I'm actually really happy wiht how I did on the rotated boxes exercise! The final object is kinda sort of spherical. And while it is a bit wonky at the edges in some places, I think I made calculated decisions with how I drew each box. It was just hard to see what was going on for the hardest rotated boxes, since there were already so many lines on the page and it was hard to keep track of where my new box was.
I'm also kind of surprised by how I think I did for the organic boxes. A lot of the boxes, from where I'm sitting, look genuinely nice. There are some bad ones for sure, and the larger ones were especially off. But over-all I think I got the main idea well-established. The biggest struggle I had with it was that sometimes I would want to try drawing a slightly rotated box, where one side was dominating the angle of view. But every time I attempted to do so, the resulting box would be much less cube-like than I wanted.
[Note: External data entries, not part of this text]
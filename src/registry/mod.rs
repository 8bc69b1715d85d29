//! # Store Registry
//!
//! The table the shell consults before touching a store type it does not know
//! at compile time.
//!
//! ## Capability pairs
//!
//! | Query | Action | Keyed by |
//! |-------|--------|----------|
//! | `can_read` | `read` | (store type, format tag) |
//! | `can_write` | `write` | (store type, format tag) |
//! | `can_convert` | `convert` | (source type, destination type) |
//!
//! The shell asks the query first and runs the action only on a yes. Pairs
//! that were never declared answer no, and their action fails with
//! [`StoreError::Unimplemented`]. Presentation (`describe`, `print`,
//! `print_statistics`, `log_statistics`) has no query: it is always callable
//! and defaults to empty output.
//!
//! ## Assembly
//!
//! ```text
//! RegistryBuilder::new()
//!     .store::<Graph>()              // descriptor + presentation
//!     .reader::<Graph, Dot>()        // ReadFormat<Dot> for Graph
//!     .writer::<Graph, Dot>()        // WriteFormat<Dot> for Graph
//!     .conversion::<Graph, Table>()  // ConvertFrom<Graph> for Table
//!     .build()?                      // validates descriptors
//! ```
//!
//! ## Key Types
//!
//! - [`RegistryBuilder`] - Declares store types and capabilities
//! - [`StoreRegistry`] - Answers capability queries and runs actions
//! - [`Environment`] - Live values per store key
//! - [`ConversionGraph`] - Multi-hop conversion paths

mod builder;
mod dispatch;
mod environment;
mod erased;
mod error;
mod graph;

pub use builder::RegistryBuilder;
pub use dispatch::{Catalog, StoreRegistry};
pub use environment::Environment;
pub use erased::AnyStore;
pub use error::{Operation, StoreError};
pub use graph::{ConversionGraph, GraphError};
Pretty much every really flat box in that exercise set was from me trying to draw a cube and it not working out. I'm hoping I'll learn a bit more about that when I do the 250 box challenge.
One last thing that I'm beating myself up for: I have this terrible nasty habit of repeating lines that I don't like. Sometimes I'll draw a line, and immediately my brain will go "actually maybe that wasn't the right line; I think THIS one is the right one." And on impulse I'll just draw the "corrected" line without thinking about it. I'd like to kick this habit, but I think in order to do so, I'm going to need to give myself permission to keep pushing through the mistakes I made, even when they're mistakes that I noticed RIGHT when I made them. (This is counterintuitive for me, as I come from a writing background. Telling me to keep drawing despite obvious mistakes in the lines I just drew would be like telling me to write up a paragraph without using the delete button.)
Okay, essay has been written. Time to draw a box, and then another, and then another, and then 247 more.